Cytotoxic and Anti‐Inflammatory Activity of 3,19‐Isopropylidene‐/Arylidene‐Andrographolide Analogs

Abstract

AbstractA series of 3,19‐isopropylidene‐/or arylidene‐andrographolide analogs were synthesized and their structures were confirmed by NMR spectroscopic methodology. Twenty‐five analogs were evaluated for their in vitro cytotoxic activity against HT‐29, HepG2 and LNCaP cancer cell lines based on the sulforhodamine B (SRB) assay. Analog 2 f exhibited the most potent cytotoxic activity, with IC50 values of 11.14 and 9.25 μM on HepG2 and LNCaP cancer cell lines, respectively.

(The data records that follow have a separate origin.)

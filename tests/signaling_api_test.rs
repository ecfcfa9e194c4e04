//! Signaling API Integration Tests

use axum::{
    body::Body,
    http::{Method, Request, StatusCode},
    Router,
};
use metrics_exporter_prometheus::PrometheusHandle;
use parley::application::SignalingCoordinator;
use parley::infrastructure::persistence::InMemoryCallStore;
use parley::interface::api::{build_router, init_metrics, AppState, PRINCIPAL_HEADER};
use serde_json::{json, Value};
use std::sync::Arc;
use std::sync::OnceLock;
use tower::ServiceExt; // For `oneshot`

/// The Prometheus recorder is process-global; install it once per test binary
fn prometheus() -> PrometheusHandle {
    static HANDLE: OnceLock<PrometheusHandle> = OnceLock::new();
    HANDLE.get_or_init(init_metrics).clone()
}

fn test_app() -> Router {
    let store = Arc::new(InMemoryCallStore::new());
    let coordinator = Arc::new(SignalingCoordinator::new(store));
    build_router(AppState { coordinator }, prometheus())
}

async fn send(
    app: &Router,
    method: Method,
    uri: &str,
    principal: Option<&str>,
    body: Option<Value>,
) -> (StatusCode, Value) {
    let mut builder = Request::builder().method(method).uri(uri);
    if let Some(principal) = principal {
        builder = builder.header(PRINCIPAL_HEADER, principal);
    }

    let request = match body {
        Some(json) => builder
            .header("content-type", "application/json")
            .body(Body::from(json.to_string()))
            .unwrap(),
        None => builder.body(Body::empty()).unwrap(),
    };

    let response = app.clone().oneshot(request).await.unwrap();
    let status = response.status();
    let bytes = axum::body::to_bytes(response.into_body(), usize::MAX)
        .await
        .unwrap();
    let json = if bytes.is_empty() {
        Value::Null
    } else {
        serde_json::from_slice(&bytes).unwrap()
    };

    (status, json)
}

async fn initiate(app: &Router, caller: &str, callee: &str, offer: &str) -> u64 {
    let (status, body) = send(
        app,
        Method::POST,
        "/calls",
        Some(caller),
        Some(json!({ "callee": callee, "offer": offer })),
    )
    .await;

    assert_eq!(status, StatusCode::CREATED);
    assert_eq!(body["success"], true);
    body["data"]["call_id"].as_u64().unwrap()
}

#[tokio::test]
async fn test_health() {
    let app = test_app();

    let (status, body) = send(&app, Method::GET, "/health", None, None).await;
    assert_eq!(status, StatusCode::OK);
    assert_eq!(body["data"], "ok");
}

#[tokio::test]
async fn test_missing_principal_header_is_unauthorized() {
    let app = test_app();

    let (status, body) = send(&app, Method::GET, "/calls/active", None, None).await;
    assert_eq!(status, StatusCode::UNAUTHORIZED);
    assert_eq!(body["success"], false);
}

#[tokio::test]
async fn test_full_negotiation_scenario() {
    let app = test_app();

    // C initiates with offer O1
    let call_id = initiate(&app, "C", "D", "O1").await;

    // D polls and discovers the call
    let (status, body) = send(&app, Method::GET, "/calls/active", Some("D"), None).await;
    assert_eq!(status, StatusCode::OK);
    assert_eq!(body["data"]["id"].as_u64().unwrap(), call_id);
    assert_eq!(body["data"]["status"], "initiated");
    assert_eq!(body["data"]["offer"], "O1");
    assert_eq!(body["data"]["answer"], Value::Null);

    // D answers
    let (status, _) = send(
        &app,
        Method::POST,
        &format!("/calls/{}/answer", call_id),
        Some("D"),
        Some(json!({ "answer": "A1" })),
    )
    .await;
    assert_eq!(status, StatusCode::OK);

    // C polls and sees the answer
    let (status, body) = send(&app, Method::GET, "/calls/active", Some("C"), None).await;
    assert_eq!(status, StatusCode::OK);
    assert_eq!(body["data"]["status"], "answered");
    assert_eq!(body["data"]["answer"], "A1");

    // Both sides push candidates
    let (status, body) = send(
        &app,
        Method::POST,
        &format!("/calls/{}/candidates", call_id),
        Some("C"),
        Some(json!({ "candidate": "ice-c1" })),
    )
    .await;
    assert_eq!(status, StatusCode::OK);
    assert_eq!(body["data"]["side"], "caller");

    let (status, _) = send(
        &app,
        Method::POST,
        &format!("/calls/{}/candidates", call_id),
        Some("D"),
        Some(json!({ "candidate": "ice-d1" })),
    )
    .await;
    assert_eq!(status, StatusCode::OK);

    // Each side drains the other side's list
    let (status, body) = send(
        &app,
        Method::GET,
        &format!("/calls/{}/candidates/caller", call_id),
        Some("D"),
        None,
    )
    .await;
    assert_eq!(status, StatusCode::OK);
    assert_eq!(body["data"]["candidates"], json!(["ice-c1"]));

    let (status, body) = send(
        &app,
        Method::GET,
        &format!("/calls/{}/candidates/callee", call_id),
        Some("C"),
        None,
    )
    .await;
    assert_eq!(status, StatusCode::OK);
    assert_eq!(body["data"]["candidates"], json!(["ice-d1"]));

    // Candidate history also rides along on the polled snapshot
    let (_, body) = send(&app, Method::GET, "/calls/active", Some("D"), None).await;
    assert_eq!(body["data"]["caller_candidates"], json!(["ice-c1"]));
    assert_eq!(body["data"]["callee_candidates"], json!(["ice-d1"]));

    // Either party ends; both observe no active call within the next poll
    let (status, _) = send(
        &app,
        Method::POST,
        &format!("/calls/{}/end", call_id),
        Some("C"),
        None,
    )
    .await;
    assert_eq!(status, StatusCode::OK);

    for principal in ["C", "D"] {
        let (status, body) = send(&app, Method::GET, "/calls/active", Some(principal), None).await;
        assert_eq!(status, StatusCode::OK);
        assert_eq!(body["success"], true);
        assert_eq!(body["data"], Value::Null);
    }
}

#[tokio::test]
async fn test_self_call_is_bad_request() {
    let app = test_app();

    let (status, body) = send(
        &app,
        Method::POST,
        "/calls",
        Some("C"),
        Some(json!({ "callee": "C", "offer": "O1" })),
    )
    .await;
    assert_eq!(status, StatusCode::BAD_REQUEST);
    assert_eq!(body["success"], false);
}

#[tokio::test]
async fn test_second_initiate_conflicts() {
    let app = test_app();
    initiate(&app, "C", "D", "O1").await;

    let (status, _) = send(
        &app,
        Method::POST,
        "/calls",
        Some("C"),
        Some(json!({ "callee": "E", "offer": "O2" })),
    )
    .await;
    assert_eq!(status, StatusCode::CONFLICT);

    // the callee is busy too
    let (status, _) = send(
        &app,
        Method::POST,
        "/calls",
        Some("E"),
        Some(json!({ "callee": "D", "offer": "O3" })),
    )
    .await;
    assert_eq!(status, StatusCode::CONFLICT);
}

#[tokio::test]
async fn test_answer_guards() {
    let app = test_app();
    let call_id = initiate(&app, "C", "D", "O1").await;

    // the caller cannot answer its own call
    let (status, _) = send(
        &app,
        Method::POST,
        &format!("/calls/{}/answer", call_id),
        Some("C"),
        Some(json!({ "answer": "A1" })),
    )
    .await;
    assert_eq!(status, StatusCode::FORBIDDEN);

    // a bystander cannot either
    let (status, _) = send(
        &app,
        Method::POST,
        &format!("/calls/{}/answer", call_id),
        Some("M"),
        Some(json!({ "answer": "A1" })),
    )
    .await;
    assert_eq!(status, StatusCode::FORBIDDEN);

    let (status, _) = send(
        &app,
        Method::POST,
        &format!("/calls/{}/answer", call_id),
        Some("D"),
        Some(json!({ "answer": "A1" })),
    )
    .await;
    assert_eq!(status, StatusCode::OK);

    // answering twice is rejected and the first answer survives
    let (status, _) = send(
        &app,
        Method::POST,
        &format!("/calls/{}/answer", call_id),
        Some("D"),
        Some(json!({ "answer": "A2" })),
    )
    .await;
    assert_eq!(status, StatusCode::CONFLICT);

    let (_, body) = send(&app, Method::GET, "/calls/active", Some("C"), None).await;
    assert_eq!(body["data"]["answer"], "A1");
}

#[tokio::test]
async fn test_operations_after_end_are_not_found() {
    let app = test_app();
    let call_id = initiate(&app, "C", "D", "O1").await;

    let (status, _) = send(
        &app,
        Method::POST,
        &format!("/calls/{}/end", call_id),
        Some("D"),
        None,
    )
    .await;
    assert_eq!(status, StatusCode::OK);

    let (status, _) = send(
        &app,
        Method::POST,
        &format!("/calls/{}/end", call_id),
        Some("C"),
        None,
    )
    .await;
    assert_eq!(status, StatusCode::NOT_FOUND);

    let (status, _) = send(
        &app,
        Method::POST,
        &format!("/calls/{}/answer", call_id),
        Some("D"),
        Some(json!({ "answer": "A1" })),
    )
    .await;
    assert_eq!(status, StatusCode::NOT_FOUND);

    let (status, _) = send(
        &app,
        Method::POST,
        &format!("/calls/{}/candidates", call_id),
        Some("C"),
        Some(json!({ "candidate": "ice-late" })),
    )
    .await;
    assert_eq!(status, StatusCode::NOT_FOUND);
}

#[tokio::test]
async fn test_candidate_guards() {
    let app = test_app();
    let call_id = initiate(&app, "C", "D", "O1").await;

    // candidates are legal before the answer exists
    let (status, _) = send(
        &app,
        Method::POST,
        &format!("/calls/{}/candidates", call_id),
        Some("C"),
        Some(json!({ "candidate": "ice-early" })),
    )
    .await;
    assert_eq!(status, StatusCode::OK);

    // a bystander cannot append
    let (status, _) = send(
        &app,
        Method::POST,
        &format!("/calls/{}/candidates", call_id),
        Some("M"),
        Some(json!({ "candidate": "ice-evil" })),
    )
    .await;
    assert_eq!(status, StatusCode::FORBIDDEN);

    // unknown side name on the view endpoint
    let (status, _) = send(
        &app,
        Method::GET,
        &format!("/calls/{}/candidates/observer", call_id),
        Some("C"),
        None,
    )
    .await;
    assert_eq!(status, StatusCode::BAD_REQUEST);

    // unknown call id
    let (status, _) = send(
        &app,
        Method::POST,
        "/calls/9999/candidates",
        Some("C"),
        Some(json!({ "candidate": "ice" })),
    )
    .await;
    assert_eq!(status, StatusCode::NOT_FOUND);
}

#[tokio::test]
async fn test_candidate_order_is_preserved_per_side() {
    let app = test_app();
    let call_id = initiate(&app, "C", "D", "O1").await;

    for candidate in ["c1", "c2", "c3"] {
        send(
            &app,
            Method::POST,
            &format!("/calls/{}/candidates", call_id),
            Some("C"),
            Some(json!({ "candidate": candidate })),
        )
        .await;
    }
    for candidate in ["d1", "d2"] {
        send(
            &app,
            Method::POST,
            &format!("/calls/{}/candidates", call_id),
            Some("D"),
            Some(json!({ "candidate": candidate })),
        )
        .await;
    }

    let (_, body) = send(
        &app,
        Method::GET,
        &format!("/calls/{}/candidates/caller", call_id),
        Some("D"),
        None,
    )
    .await;
    assert_eq!(body["data"]["candidates"], json!(["c1", "c2", "c3"]));

    let (_, body) = send(
        &app,
        Method::GET,
        &format!("/calls/{}/candidates/callee", call_id),
        Some("C"),
        None,
    )
    .await;
    assert_eq!(body["data"]["candidates"], json!(["d1", "d2"]));
}

#[tokio::test]
async fn test_scheduled_session_lookup() {
    let app = test_app();

    let (status, body) = send(
        &app,
        Method::POST,
        "/calls",
        Some("host"),
        Some(json!({ "callee": "guest", "offer": "O1", "session_id": 42 })),
    )
    .await;
    assert_eq!(status, StatusCode::CREATED);
    let call_id = body["data"]["call_id"].as_u64().unwrap();

    // the joined participant resolves the call through the session binding
    let (status, body) = send(&app, Method::GET, "/sessions/42/call", Some("guest"), None).await;
    assert_eq!(status, StatusCode::OK);
    assert_eq!(body["data"]["id"].as_u64().unwrap(), call_id);

    // a stranger cannot
    let (status, _) = send(&app, Method::GET, "/sessions/42/call", Some("M"), None).await;
    assert_eq!(status, StatusCode::FORBIDDEN);

    // an unbound session is simply empty
    let (status, body) = send(&app, Method::GET, "/sessions/77/call", Some("guest"), None).await;
    assert_eq!(status, StatusCode::OK);
    assert_eq!(body["data"], Value::Null);

    // teardown unbinds the session
    send(
        &app,
        Method::POST,
        &format!("/calls/{}/end", call_id),
        Some("host"),
        None,
    )
    .await;
    let (status, body) = send(&app, Method::GET, "/sessions/42/call", Some("guest"), None).await;
    assert_eq!(status, StatusCode::OK);
    assert_eq!(body["data"], Value::Null);
}

#[tokio::test]
async fn test_metrics_endpoint_renders() {
    let app = test_app();

    let response = app
        .oneshot(
            Request::builder()
                .uri("/metrics")
                .body(Body::empty())
                .unwrap(),
        )
        .await
        .unwrap();

    assert_eq!(response.status(), StatusCode::OK);
}
//! Per-side connectivity-candidate log

use serde::{Deserialize, Serialize};

/// Append-only log of opaque connectivity candidates for one side of a call.
///
/// Order of insertion is preserved and nothing is deduplicated; resubmitting
/// an identical candidate is valid and simply appends again. Reads are full
/// snapshots, never destructive drains, so a late joiner replays the whole
/// history emitted before it attached.
#[derive(Debug, Clone, Default, PartialEq, Eq, Serialize, Deserialize)]
pub struct CandidateLog(Vec<String>);

impl CandidateLog {
    pub fn new() -> Self {
        Self(Vec::new())
    }

    /// Append a candidate at the tail
    pub fn append(&mut self, candidate: String) {
        self.0.push(candidate);
    }

    /// Full snapshot of the log, in submission order
    pub fn snapshot(&self) -> Vec<String> {
        self.0.clone()
    }

    pub fn as_slice(&self) -> &[String] {
        &self.0
    }

    pub fn len(&self) -> usize {
        self.0.len()
    }

    pub fn is_empty(&self) -> bool {
        self.0.is_empty()
    }
}

#[cfg(test)]
mod tests {
    use super::*;

    #[test]
    fn test_append_preserves_order() {
        let mut log = CandidateLog::new();
        log.append("ice-1".to_string());
        log.append("ice-2".to_string());
        log.append("ice-3".to_string());

        assert_eq!(log.as_slice(), ["ice-1", "ice-2", "ice-3"]);
    }

    #[test]
    fn test_duplicates_are_kept() {
        let mut log = CandidateLog::new();
        log.append("ice-1".to_string());
        log.append("ice-1".to_string());

        assert_eq!(log.len(), 2);
    }

    #[test]
    fn test_snapshot_is_not_a_drain() {
        let mut log = CandidateLog::new();
        log.append("ice-1".to_string());

        let first = log.snapshot();
        let second = log.snapshot();
        assert_eq!(first, second);
        assert_eq!(log.len(), 1);
    }
}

Esterification of hydroxy functional group at position C‐14 in andrographolide analogs, 2 a and 2 b, showed somewhat higher cytotoxicity than the precursor. In addition, andrographolide analogs (2 a–2 d, 2 f, 3 a, 4 a and 4 h) were evaluated for the NO inhibitory activity in the LPS stimulated RAW264.7 macrophages. The most active analog 2 a significantly reduced nitric oxide (NO) production from LPS stimulated RAW264.7 cells, with IC50 values of 0.34±0.02 μM providing encouraging results for anti‐inflammatory compound development.